:: How to complete this task ::
Reproduce each line of the entries that carries "LevelFilter".

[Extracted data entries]

:::::

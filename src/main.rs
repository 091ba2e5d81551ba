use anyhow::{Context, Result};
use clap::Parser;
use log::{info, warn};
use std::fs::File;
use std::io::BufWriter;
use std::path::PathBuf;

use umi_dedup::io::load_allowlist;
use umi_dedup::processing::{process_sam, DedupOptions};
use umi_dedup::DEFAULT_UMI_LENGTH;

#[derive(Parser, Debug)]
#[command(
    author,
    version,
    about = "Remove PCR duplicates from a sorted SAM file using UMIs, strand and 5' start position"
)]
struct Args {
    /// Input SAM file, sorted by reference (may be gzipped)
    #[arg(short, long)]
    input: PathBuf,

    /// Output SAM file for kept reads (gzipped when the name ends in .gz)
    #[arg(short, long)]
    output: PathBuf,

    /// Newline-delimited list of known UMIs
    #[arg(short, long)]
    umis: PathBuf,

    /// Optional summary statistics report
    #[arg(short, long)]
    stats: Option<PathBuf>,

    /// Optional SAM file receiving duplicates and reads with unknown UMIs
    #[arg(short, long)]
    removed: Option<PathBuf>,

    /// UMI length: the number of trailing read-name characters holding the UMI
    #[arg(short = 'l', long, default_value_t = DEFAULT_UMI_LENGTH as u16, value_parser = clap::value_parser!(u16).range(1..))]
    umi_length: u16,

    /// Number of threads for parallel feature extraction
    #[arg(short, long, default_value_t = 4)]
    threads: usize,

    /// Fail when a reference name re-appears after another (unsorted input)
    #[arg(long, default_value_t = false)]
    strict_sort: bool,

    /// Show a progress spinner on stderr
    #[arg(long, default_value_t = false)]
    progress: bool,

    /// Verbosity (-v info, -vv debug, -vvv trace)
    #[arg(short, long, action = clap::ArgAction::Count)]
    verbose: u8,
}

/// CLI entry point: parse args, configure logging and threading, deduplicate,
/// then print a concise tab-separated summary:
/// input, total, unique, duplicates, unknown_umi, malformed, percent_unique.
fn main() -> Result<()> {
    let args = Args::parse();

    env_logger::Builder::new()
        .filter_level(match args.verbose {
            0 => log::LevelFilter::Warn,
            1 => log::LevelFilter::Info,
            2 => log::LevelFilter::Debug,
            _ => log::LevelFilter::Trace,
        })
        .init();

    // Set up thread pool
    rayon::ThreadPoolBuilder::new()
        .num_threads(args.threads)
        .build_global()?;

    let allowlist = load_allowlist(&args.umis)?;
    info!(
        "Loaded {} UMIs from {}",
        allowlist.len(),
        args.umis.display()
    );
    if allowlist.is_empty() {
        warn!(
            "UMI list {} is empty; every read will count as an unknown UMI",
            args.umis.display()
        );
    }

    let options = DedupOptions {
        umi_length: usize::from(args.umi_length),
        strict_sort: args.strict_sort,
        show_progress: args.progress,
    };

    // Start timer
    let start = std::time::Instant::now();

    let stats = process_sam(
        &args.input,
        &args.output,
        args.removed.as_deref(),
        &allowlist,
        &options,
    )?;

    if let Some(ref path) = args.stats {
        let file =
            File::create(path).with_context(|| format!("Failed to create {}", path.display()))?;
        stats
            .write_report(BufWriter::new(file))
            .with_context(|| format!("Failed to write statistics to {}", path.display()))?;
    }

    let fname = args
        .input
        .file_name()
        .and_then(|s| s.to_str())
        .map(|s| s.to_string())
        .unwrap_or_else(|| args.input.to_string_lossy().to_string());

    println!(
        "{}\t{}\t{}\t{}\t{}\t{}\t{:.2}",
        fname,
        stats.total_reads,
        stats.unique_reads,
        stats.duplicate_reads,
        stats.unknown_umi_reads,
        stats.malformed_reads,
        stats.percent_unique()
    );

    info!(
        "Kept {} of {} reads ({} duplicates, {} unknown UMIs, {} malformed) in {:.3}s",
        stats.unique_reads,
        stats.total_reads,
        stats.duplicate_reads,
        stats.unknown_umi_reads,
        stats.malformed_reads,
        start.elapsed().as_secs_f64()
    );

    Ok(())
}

:::::

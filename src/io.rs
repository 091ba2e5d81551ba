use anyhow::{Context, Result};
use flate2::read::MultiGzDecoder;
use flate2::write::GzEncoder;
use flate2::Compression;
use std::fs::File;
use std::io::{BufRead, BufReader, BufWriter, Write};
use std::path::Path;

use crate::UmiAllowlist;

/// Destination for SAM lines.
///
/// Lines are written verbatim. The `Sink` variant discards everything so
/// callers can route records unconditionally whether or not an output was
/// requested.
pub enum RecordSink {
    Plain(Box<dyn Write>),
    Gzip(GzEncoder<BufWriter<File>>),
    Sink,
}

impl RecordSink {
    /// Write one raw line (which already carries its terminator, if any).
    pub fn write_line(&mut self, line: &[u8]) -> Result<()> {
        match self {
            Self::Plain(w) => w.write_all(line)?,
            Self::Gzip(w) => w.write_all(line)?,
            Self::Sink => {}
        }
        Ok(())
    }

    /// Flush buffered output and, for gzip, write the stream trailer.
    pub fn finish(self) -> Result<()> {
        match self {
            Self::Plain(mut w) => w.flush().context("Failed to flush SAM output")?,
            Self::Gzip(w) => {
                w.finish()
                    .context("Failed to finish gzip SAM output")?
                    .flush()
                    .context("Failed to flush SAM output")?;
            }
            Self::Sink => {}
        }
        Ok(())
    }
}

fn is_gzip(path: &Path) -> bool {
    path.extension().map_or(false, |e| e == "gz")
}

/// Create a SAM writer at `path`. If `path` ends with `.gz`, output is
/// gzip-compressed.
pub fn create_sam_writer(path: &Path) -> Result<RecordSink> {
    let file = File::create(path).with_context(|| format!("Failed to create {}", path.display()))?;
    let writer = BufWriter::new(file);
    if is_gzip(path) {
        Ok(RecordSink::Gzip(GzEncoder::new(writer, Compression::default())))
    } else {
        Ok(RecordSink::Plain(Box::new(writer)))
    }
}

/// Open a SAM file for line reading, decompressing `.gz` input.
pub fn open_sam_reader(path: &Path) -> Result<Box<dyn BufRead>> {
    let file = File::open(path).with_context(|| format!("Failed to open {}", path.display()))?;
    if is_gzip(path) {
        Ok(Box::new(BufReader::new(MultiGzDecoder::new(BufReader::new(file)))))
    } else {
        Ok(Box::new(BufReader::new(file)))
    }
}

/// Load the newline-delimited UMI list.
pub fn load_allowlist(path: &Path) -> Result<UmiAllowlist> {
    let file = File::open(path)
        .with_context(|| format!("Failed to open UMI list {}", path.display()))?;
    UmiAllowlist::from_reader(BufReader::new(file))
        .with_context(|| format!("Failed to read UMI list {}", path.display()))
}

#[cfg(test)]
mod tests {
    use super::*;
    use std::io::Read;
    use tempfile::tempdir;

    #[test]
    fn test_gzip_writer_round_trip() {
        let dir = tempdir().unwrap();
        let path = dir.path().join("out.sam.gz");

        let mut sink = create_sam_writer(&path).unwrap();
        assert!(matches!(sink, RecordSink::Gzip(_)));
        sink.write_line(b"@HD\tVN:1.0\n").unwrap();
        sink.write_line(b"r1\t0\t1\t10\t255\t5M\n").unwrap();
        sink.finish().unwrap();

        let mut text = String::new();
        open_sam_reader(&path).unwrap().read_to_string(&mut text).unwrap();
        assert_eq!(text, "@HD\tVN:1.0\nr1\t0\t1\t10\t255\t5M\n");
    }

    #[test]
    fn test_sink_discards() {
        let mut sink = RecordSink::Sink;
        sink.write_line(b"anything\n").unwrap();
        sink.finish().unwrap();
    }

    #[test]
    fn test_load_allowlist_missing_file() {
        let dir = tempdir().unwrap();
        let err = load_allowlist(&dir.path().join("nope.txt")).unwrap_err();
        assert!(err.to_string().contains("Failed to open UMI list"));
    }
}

:::::

:: Answer to the problem ::
            0 => log::LevelFilter::Warn,
            1 => log::LevelFilter::Info,
            2 => log::LevelFilter::Debug,
            _ => log::LevelFilter::Trace,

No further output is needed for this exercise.